What the doctor said

Theodore Dalrymple describes the mentality of the “suicide bombers among us” rather convincingly:

And since people rarely like to admit low motives for their behavior, such as the wish to maintain a self-gratifying dominance, these young Muslims need a more elevated justification for their conduct toward women. They find it, of course, in a residual Islam: not the Islam of onerous duties, rituals, and prohibitions, which interferes so insistently in day-to-day life, but in an Islam of residual feeling, which allows them a sense of moral superiority to everything around them, including women, without in any way cramping their style.

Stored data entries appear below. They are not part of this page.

//! Tests for Config module

use stakebft_config::{
    Config, ConfigError, ConsensusConfig, LoggingConfig, MempoolConfig, NodeConfig, StorageConfig,
};
use stakebft_consensus::{EngineConfig, PROTOCOL_VERSION};
use stakebft_types::Keypair;
use tempfile::tempdir;

fn key() -> Keypair {
    Keypair::from_bytes(&[7u8; 32]).unwrap()
}

fn sample_toml(key: &Keypair) -> String {
    format!(
        r#"
[node]
private_key = "{secret}"

[consensus]
tick_interval_ms = 250
seed_lookback = 5
stall_ticks = 10

[storage]
data_dir = "/tmp/stakebft-blocks"
blocks_in_memory = 4

[logging]
level = "debug"
format = "json"

[genesis]
owner_private_key = "{secret}"
timestamp = 1000

[[genesis.validators]]
address = "{address}"
stake = 100

[genesis.values]
"/apps/greeting" = "hello"
"#,
        secret = key.secret_hex(),
        address = key.address(),
    )
}

#[test]
fn test_default_sections() {
    let config = Config::default();
    assert_eq!(config.consensus.tick_interval_ms, 1000);
    assert_eq!(config.consensus.seed_lookback, 5);
    assert_eq!(config.mempool.pool_timeout_ms, 3_600_000);
    assert_eq!(config.storage.blocks_in_memory, 10);
    assert_eq!(config.storage.subsection_length, 20);
    assert_eq!(config.logging.level, "info");
    assert_eq!(config.node.protocol_version, PROTOCOL_VERSION);
}

#[test]
fn test_default_config_needs_genesis() {
    // Keys have no defaults, so the bare default cannot start a network.
    assert!(matches!(
        Config::default().validate(),
        Err(ConfigError::MissingField("genesis.owner_private_key"))
    ));
}

#[test]
fn test_from_str() {
    let key = key();
    let config = Config::from_str(&sample_toml(&key)).unwrap();

    assert_eq!(config.node.keypair().unwrap().address(), key.address());
    assert_eq!(config.consensus.tick_interval_ms, 250);
    assert_eq!(config.consensus.stall_ticks, 10);
    assert_eq!(config.storage.blocks_in_memory, 4);
    // Omitted fields keep their defaults.
    assert_eq!(config.storage.subsection_length, 20);
    assert_eq!(config.mempool.tracker_timeout_ms, 86_400_000);
    assert_eq!(config.genesis.timestamp, 1000);
    assert_eq!(config.genesis.validators.len(), 1);
    assert_eq!(
        config.genesis.values.get("/apps/greeting"),
        Some(&serde_json::json!("hello"))
    );
}

#[test]
fn test_load_and_save() {
    let dir = tempdir().unwrap();
    let path = dir.path().join("node.toml");

    let config = Config::development(&key());
    config.save(&path).unwrap();

    let loaded = Config::load(&path).unwrap();
    assert_eq!(loaded.node.private_key, config.node.private_key);
    assert_eq!(loaded.genesis.validators, config.genesis.validators);
    assert_eq!(
        loaded.genesis.build_block().unwrap().hash,
        config.genesis.build_block().unwrap().hash
    );
}

#[test]
fn test_load_missing_file() {
    let dir = tempdir().unwrap();
    assert!(matches!(
        Config::load(&dir.path().join("absent.toml")),
        Err(ConfigError::FileRead { .. })
    ));
}

#[test]
fn test_invalid_toml() {
    assert!(matches!(
        Config::from_str("[consensus\ntick_interval_ms = 1"),
        Err(ConfigError::TomlParse(_))
    ));
}

#[test]
fn test_invalid_node_key() {
    let config = NodeConfig {
        private_key: Some("not hex".to_string()),
        ..NodeConfig::default()
    };
    assert!(matches!(
        config.validate(),
        Err(ConfigError::InvalidKey("node.private_key"))
    ));
    assert!(matches!(
        NodeConfig::default().keypair(),
        Err(ConfigError::MissingField("node.private_key"))
    ));
}

#[test]
fn test_invalid_consensus_values() {
    let mut config = ConsensusConfig::default();
    config.tick_interval_ms = 0;
    assert!(matches!(
        config.validate(),
        Err(ConfigError::InvalidValue {
            name: "consensus.tick_interval_ms",
            ..
        })
    ));

    let mut config = ConsensusConfig::default();
    config.seed_lookback = 1;
    assert!(config.validate().is_err());

    let mut config = ConsensusConfig::default();
    config.max_future_rounds = 0;
    assert!(matches!(
        config.validate(),
        Err(ConfigError::InvalidValue {
            name: "consensus.max_future_rounds",
            ..
        })
    ));
}

#[test]
fn test_engine_config_conversion() {
    let config = ConsensusConfig {
        tick_interval_ms: 50,
        seed_lookback: 3,
        stall_ticks: 0,
        max_future_rounds: 8,
    };
    let engine: EngineConfig = config.engine_config();
    assert_eq!(engine.tick_interval_ms, 50);
    assert_eq!(engine.seed_lookback, 3);
    assert_eq!(engine.stall_ticks, 0);
    assert_eq!(engine.max_future_rounds, 8);
}

#[test]
fn test_mempool_timeouts() {
    let mut config = MempoolConfig::default();
    config.tracker_timeout_ms = config.pool_timeout_ms - 1;
    assert!(config.validate().is_err());

    let orderer = MempoolConfig::default().orderer_config();
    assert_eq!(orderer.pool_timeout_ms, 3_600_000);
}

#[test]
fn test_storage_values() {
    let mut config = StorageConfig::default();
    config.subsection_length = 0;
    assert!(config.validate().is_err());

    let config = StorageConfig {
        data_dir: None,
        ..StorageConfig::default()
    };
    let chain = config.chain_config();
    assert!(chain.data_dir.is_none());
    assert_eq!(chain.blocks_in_memory, 10);
}

#[test]
fn test_logging_validation() {
    let mut config = LoggingConfig::default();
    assert!(config.validate().is_ok());

    config.level = "WARN".to_string();
    assert!(config.validate().is_ok());

    config.level = "loud".to_string();
    assert!(matches!(
        config.validate(),
        Err(ConfigError::InvalidLogLevel(_))
    ));

    config.level = "info".to_string();
    config.format = "xml".to_string();
    assert!(matches!(
        config.validate(),
        Err(ConfigError::InvalidLogFormat(_))
    ));
}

This Islam contains little that is theological, spiritual, or even religious, but it nevertheless exists in the mental economy as what anatomists call a “potential space.” A potential space occurs where two tissues or organs are separated by smooth membranes that are normally close together, but that can be separated by an accumulation of fluid such as pus if infection or inflammation occurs. And, of course, such inflammation readily occurs in the minds of young men who easily believe themselves to be ill-used, and who have been raised on the thin gruel of popular Western culture without an awareness that any other kind of Western culture exists.

We’re dealing with a mix of urban lowlife mentality and a residual pseudo-Islam, both fermented by a range of feelings from dissatisfaction to resentment to “rage” and hatred. Racial alienation must be in play, too.

To what extent these young men are influenced by the voices of global Islam (or pseudo-Islam) is an open question to me.